Yeah, definitely look into the Sparse GP implementations, they should help a lot with speed.
According to your suggestion, it is equivalent to I established a gp model for each measuring point, a total of 400 gp models.
Only sort of. My suggestion is to go one of two directions, depending on whether you care about each sensor individually (that is, you are actually interested in comparing how sensor 1 behaves at wind speed
[13.83, 0.43] vs
[10.8, 0.23], and separately how sensor 2 behaves at various wind speeds) or if you only care about them collectively, i.e. you just want to know the mean and standard deviation of the sensor readings. The second case is easier, and seems most similar to your model. This is really just one GP, not 400, but with repeated observations:
# Tile and reshape your input matrix, (88,2) -> (35200,2)
X_tiled = np.tile(X,[1,1,2]).reshape([-1,2])
# Transform and flatten observation matrix, (88,400) -> (35200,)
# Note that if your observations are strictly positive, you should probably
# transform them from (0, +inf) to (-inf, +inf) via a log link.

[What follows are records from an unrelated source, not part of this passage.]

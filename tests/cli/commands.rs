//! Subcommands run against the built binary

use super::{run_blocks, stdout};

fn empty_config(dir: &tempfile::TempDir) -> std::path::PathBuf {
    let path = dir.path().join("blocks.toml");
    std::fs::write(&path, "").unwrap();
    path
}

#[test]
fn test_list_shows_builtin_plugins() {
    let dir = tempfile::tempdir().unwrap();
    let output = run_blocks(&empty_config(&dir), &["list", "--format", "text"]);
    assert!(output.status.success());

    let text = stdout(&output);
    assert!(text.contains("dump [enabled] builtin, output"));
    assert!(text.contains("dump-json [enabled] builtin, json, output"));
}

#[test]
fn test_filter_json() {
    let dir = tempfile::tempdir().unwrap();
    let output = run_blocks(
        &empty_config(&dir),
        &["filter", "builtin", "json", "--format", "json"],
    );
    assert!(output.status.success());

    let value: serde_json::Value = serde_json::from_str(&stdout(&output)).unwrap();
    assert_eq!(value[0]["name"], "dump-json");
}

#[test]
fn test_show_unknown_plugin_fails() {
    let dir = tempfile::tempdir().unwrap();
    let output = run_blocks(&empty_config(&dir), &["show", "roundbrush"]);
    assert!(!output.status.success());
}

#[test]
fn test_malformed_filter_fails() {
    let dir = tempfile::tempdir().unwrap();
    let output = run_blocks(&empty_config(&dir), &["filter", "builtin..json"]);
    assert!(!output.status.success());
}

#[test]
fn test_missing_config_file_fails() {
    let dir = tempfile::tempdir().unwrap();
    let output = run_blocks(&dir.path().join("absent.toml"), &["list"]);
    assert!(!output.status.success());
    assert!(String::from_utf8_lossy(&output.stderr).contains("does not exist"));
}
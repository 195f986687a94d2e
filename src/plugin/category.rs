//! Hierarchical category paths
//!
//! A category is an ordered sequence of segments, written externally as a
//! dot-joined string (`"community.brush"`). Parsing never fails: any string is
//! split on `.`. Paths with empty segments are malformed and are rejected by
//! the manager when they are used.

use crate::plugin::error::{RegistryError, RegistryResult};
use std::fmt;

/// One category path, e.g. `["community", "brush"]`
#[derive(Debug, Clone, PartialEq, Eq, PartialOrd, Ord, Hash)]
pub struct CategoryPath(Vec<String>);

impl CategoryPath {
    /// Split a dot-separated string into a path
    pub fn parse(text: &str) -> Self {
        Self(text.split('.').map(str::to_string).collect())
    }

    /// Build a path from already separated segments
    pub fn from_segments<I, S>(segments: I) -> Self
    where
        I: IntoIterator<Item = S>,
        S: Into<String>,
    {
        Self(segments.into_iter().map(Into::into).collect())
    }

    pub fn segments(&self) -> &[String] {
        &self.0
    }

    pub fn len(&self) -> usize {
        self.0.len()
    }

    pub fn is_empty(&self) -> bool {
        self.0.is_empty()
    }

    /// Path formed by `start..end` of this path's segments
    pub fn slice(&self, start: usize, end: usize) -> CategoryPath {
        CategoryPath(self.0[start..end].to_vec())
    }

    pub fn is_well_formed(&self) -> bool {
        !self.0.is_empty() && self.0.iter().all(|s| !s.is_empty())
    }

    /// Reject paths with empty segments (`"a..b"`, `".a"`, `""`)
    pub fn validate(&self) -> RegistryResult<()> {
        if self.is_well_formed() {
            Ok(())
        } else {
            Err(RegistryError::MalformedCategory {
                category: self.to_string(),
            })
        }
    }
}

impl fmt::Display for CategoryPath {
    fn fmt(&self, f: &mut fmt::Formatter<'_>) -> fmt::Result {
        write!(f, "{}", self.0.join("."))
    }
}

impl From<&str> for CategoryPath {
    fn from(text: &str) -> Self {
        Self::parse(text)
    }
}

impl From<String> for CategoryPath {
    fn from(text: String) -> Self {
        Self::parse(&text)
    }
}

impl From<&String> for CategoryPath {
    fn from(text: &String) -> Self {
        Self::parse(text)
    }
}

/// A category argument: one path or an ordered list of paths
///
/// `"a.b"`, `["a", "b"]` and `["a.b"]` are all accepted and are the same
/// query: matching only ever sees the flattened segment sequence.
#[derive(Debug, Clone, Default, PartialEq, Eq)]
pub struct CategorySpec(Vec<CategoryPath>);

impl CategorySpec {
    /// A spec with no categories
    pub fn none() -> Self {
        Self::default()
    }

    pub fn paths(&self) -> &[CategoryPath] {
        &self.0
    }

    pub fn is_empty(&self) -> bool {
        self.0.is_empty()
    }

    pub fn validate(&self) -> RegistryResult<()> {
        self.0.iter().try_for_each(CategoryPath::validate)
    }

    /// Every segment of every path, in order
    pub fn flatten(&self) -> CategoryPath {
        CategoryPath::from_segments(self.0.iter().flat_map(|p| p.segments().iter().cloned()))
    }
}

impl fmt::Display for CategorySpec {
    fn fmt(&self, f: &mut fmt::Formatter<'_>) -> fmt::Result {
        let rendered: Vec<String> = self.0.iter().map(ToString::to_string).collect();
        write!(f, "[{}]", rendered.join(", "))
    }
}

impl From<CategoryPath> for CategorySpec {
    fn from(path: CategoryPath) -> Self {
        Self(vec![path])
    }
}

impl From<&str> for CategorySpec {
    fn from(text: &str) -> Self {
        Self(vec![CategoryPath::parse(text)])
    }
}

impl From<String> for CategorySpec {
    fn from(text: String) -> Self {
        Self(vec![CategoryPath::parse(&text)])
    }
}

impl From<Vec<CategoryPath>> for CategorySpec {
    fn from(paths: Vec<CategoryPath>) -> Self {
        Self(paths)
    }
}

impl From<Vec<&str>> for CategorySpec {
    fn from(items: Vec<&str>) -> Self {
        items.into_iter().collect()
    }
}

impl From<Vec<String>> for CategorySpec {
    fn from(items: Vec<String>) -> Self {
        items.into_iter().collect()
    }
}

impl From<&[&str]> for CategorySpec {
    fn from(items: &[&str]) -> Self {
        items.iter().copied().collect()
    }
}

impl From<&[String]> for CategorySpec {
    fn from(items: &[String]) -> Self {
        items.iter().collect()
    }
}

impl<const N: usize> From<[&str; N]> for CategorySpec {
    fn from(items: [&str; N]) -> Self {
        items.into_iter().collect()
    }
}

impl<T: Into<CategoryPath>> FromIterator<T> for CategorySpec {
    fn from_iter<I: IntoIterator<Item = T>>(iter: I) -> Self {
        Self(iter.into_iter().map(Into::into).collect())
    }
}
//! Plugin Discovery
//!
//! Turns a source into candidate plugin instances without touching the
//! registry. Three strategies:
//!
//! - module: instantiate the plugin factories a namespace defines itself
//! - path: load each file (or each accepted file in a directory) through the
//!   [`ModuleLoader`] and apply the module strategy
//! - file: the path strategy for exactly one file
//!
//! A source that fails to load is reported and the remaining sources are
//! still scanned.

use crate::plugin::error::DiscoveryError;
use crate::plugin::loader::ModuleLoader;
use crate::plugin::types::{Candidate, ExportKind, PluginModule};
use std::path::{Path, PathBuf};

/// One or more filesystem sources, processed in order
#[derive(Debug, Clone, Default, PartialEq, Eq)]
pub struct SourcePaths(Vec<PathBuf>);

impl SourcePaths {
    pub fn paths(&self) -> &[PathBuf] {
        &self.0
    }

    pub fn is_empty(&self) -> bool {
        self.0.is_empty()
    }
}

impl From<&Path> for SourcePaths {
    fn from(path: &Path) -> Self {
        Self(vec![path.to_path_buf()])
    }
}

impl From<PathBuf> for SourcePaths {
    fn from(path: PathBuf) -> Self {
        Self(vec![path])
    }
}

impl From<&PathBuf> for SourcePaths {
    fn from(path: &PathBuf) -> Self {
        Self(vec![path.clone()])
    }
}

impl From<&str> for SourcePaths {
    fn from(path: &str) -> Self {
        Self(vec![PathBuf::from(path)])
    }
}

impl From<Vec<PathBuf>> for SourcePaths {
    fn from(paths: Vec<PathBuf>) -> Self {
        Self(paths)
    }
}

impl From<&[PathBuf]> for SourcePaths {
    fn from(paths: &[PathBuf]) -> Self {
        Self(paths.to_vec())
    }
}

impl<const N: usize> From<[&str; N]> for SourcePaths {
    fn from(paths: [&str; N]) -> Self {
        Self(paths.iter().map(PathBuf::from).collect())
    }
}

impl<const N: usize> From<[&Path; N]> for SourcePaths {
    fn from(paths: [&Path; N]) -> Self {
        Self(paths.iter().map(|p| p.to_path_buf()).collect())
    }
}

/// Candidates loaded from one file
#[derive(Debug)]
pub struct SourceBatch {
    pub source: PathBuf,
    pub candidates: Vec<Candidate>,
}

/// Result of scanning several sources
#[derive(Debug, Default)]
pub struct Discovered {
    /// One batch per loaded file, in scan order
    pub batches: Vec<SourceBatch>,
    pub failures: Vec<DiscoveryError>,
}

impl Discovered {
    pub fn candidates(&self) -> impl Iterator<Item = &Candidate> {
        self.batches.iter().flat_map(|batch| batch.candidates.iter())
    }
}

/// Discovery adapter over an injected module loader
pub struct PluginDiscovery<'a> {
    loader: &'a dyn ModuleLoader,
    recursive: bool,
}

impl<'a> PluginDiscovery<'a> {
    pub fn new(loader: &'a dyn ModuleLoader) -> Self {
        Self {
            loader,
            recursive: false,
        }
    }

    /// Descend into subdirectories when scanning a directory
    pub fn recursive(mut self, recursive: bool) -> Self {
        self.recursive = recursive;
        self
    }

    /// Candidates from an already-loaded namespace
    pub fn from_module(module: &PluginModule) -> Vec<Candidate> {
        module
            .exports()
            .iter()
            .filter(|export| export.origin == module.name())
            .filter_map(|export| match export.kind {
                ExportKind::Plugin(factory) => Some(factory),
                ExportKind::Item => None,
            })
            .map(|factory| Candidate {
                instance: factory(),
                source: module.name().to_string(),
                keep_alive: module.keep_alive().cloned(),
            })
            .collect()
    }

    /// Candidates from one file
    pub fn from_file(&self, path: &Path) -> Result<Vec<Candidate>, DiscoveryError> {
        let module = self.loader.load(path)?;
        let mut candidates = Self::from_module(&module);
        // Attribute file-loaded candidates to the file rather than the namespace.
        let source = path.display().to_string();
        for candidate in &mut candidates {
            candidate.source = source.clone();
        }
        Ok(candidates)
    }

    /// Candidates from every file or directory in `sources`, in order
    pub fn from_paths(&self, sources: &SourcePaths) -> Discovered {
        let mut discovered = Discovered::default();

        for source in sources.paths() {
            let files = if source.is_dir() {
                match self.module_files(source, &mut discovered.failures) {
                    Ok(files) => files,
                    Err(e) => {
                        discovered.failures.push(e);
                        continue;
                    }
                }
            } else if source.exists() {
                vec![source.clone()]
            } else {
                discovered.failures.push(DiscoveryError::NotFound {
                    path: source.clone(),
                });
                continue;
            };

            for file in files {
                match self.from_file(&file) {
                    Ok(candidates) => discovered.batches.push(SourceBatch {
                        source: file,
                        candidates,
                    }),
                    Err(e) => {
                        log::warn!("Skipping plugin source: {}", e);
                        discovered.failures.push(e);
                    }
                }
            }
        }

        discovered
    }

    /// Files in `dir` the loader accepts, sorted
    ///
    /// Only an invalid pattern fails the whole directory. Entries that cannot
    /// be read are added to `failures` and the scan goes on.
    fn module_files(
        &self,
        dir: &Path,
        failures: &mut Vec<DiscoveryError>,
    ) -> Result<Vec<PathBuf>, DiscoveryError> {
        let pattern = if self.recursive { "**/*" } else { "*" };
        let escaped = glob::Pattern::escape(&dir.to_string_lossy());
        let full = format!("{}/{}", escaped.trim_end_matches('/'), pattern);

        let entries = glob::glob(&full).map_err(|source| DiscoveryError::Scan {
            path: dir.to_path_buf(),
            source,
        })?;

        let entries = entries.map(|entry| {
            entry.map_err(|e| DiscoveryError::Io {
                path: e.path().to_path_buf(),
                source: e.into_error(),
            })
        });
        let files = self.accepted_files(entries, failures);
        log::debug!("Found {} module file(s) in {}", files.len(), dir.display());
        Ok(files)
    }

    /// Keep the readable entries the loader accepts; record the unreadable ones
    fn accepted_files<I>(&self, entries: I, failures: &mut Vec<DiscoveryError>) -> Vec<PathBuf>
    where
        I: IntoIterator<Item = Result<PathBuf, DiscoveryError>>,
    {
        let mut files = Vec::new();
        for entry in entries {
            match entry {
                Ok(path) if path.is_file() && self.loader.accepts(&path) => files.push(path),
                Ok(_) => {}
                Err(e) => {
                    log::warn!("Skipping unreadable entry: {}", e);
                    failures.push(e);
                }
            }
        }
        files.sort();
        files
    }
}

Of course,
# if an observation of 0 is possible, a different transformation function
# or a different likelihood model (via a `Latent` GP) would be better.
lg_y_flat = np.log(y.flatten())
with pm.Model() as gp_model:
ls = pm.Normal('ls',mu = 0.2, sd = 1)
# Is there a reason you didn't include scaling?
η= pm.Gamma('η', alpha=2, beta=1)
cov = η**2 * pm.gp.cov.ExpQuad(2, ls = ls)
gp = pm.gp.Marginal(cov_func=cov)
eps = pm.Exponential('eps', 1) # Noise should be strictly positive
y_pred = gp.marginal_likelihood('y_pred', X = X_tiled, y = lg_y_flat, noise = eps)
# I'd strongly recommend starting with the MAP, at least for prototyping the model
mp = pm.find_MAP()
Alternatively, if you do care about individual sensor behavior, I’d encode the x/y/z position of each sensor in the input data. That means you now have 5 input dimensions (two related to wind speed and three related to position) which will allow the model to capture the spatial correlations between sensor readings. You may want to different covariance kernels for the spatial vs wind speed inputs.
Additional modeling tips
A couple extra thoughts come to mind.
You say X is related to wind speed, might I hazard a guess that these are vectors of speed and angle? If that’s the case, you may want to consider a Circular Kernel that will likely capture angular continuity better.
Particularly at high dimensions, it will be very important to have reasonable priors on the hyperparameters. I’d check out Michael Betancourt’s blog post on the topic and my answer here for how I implement his suggestions in python.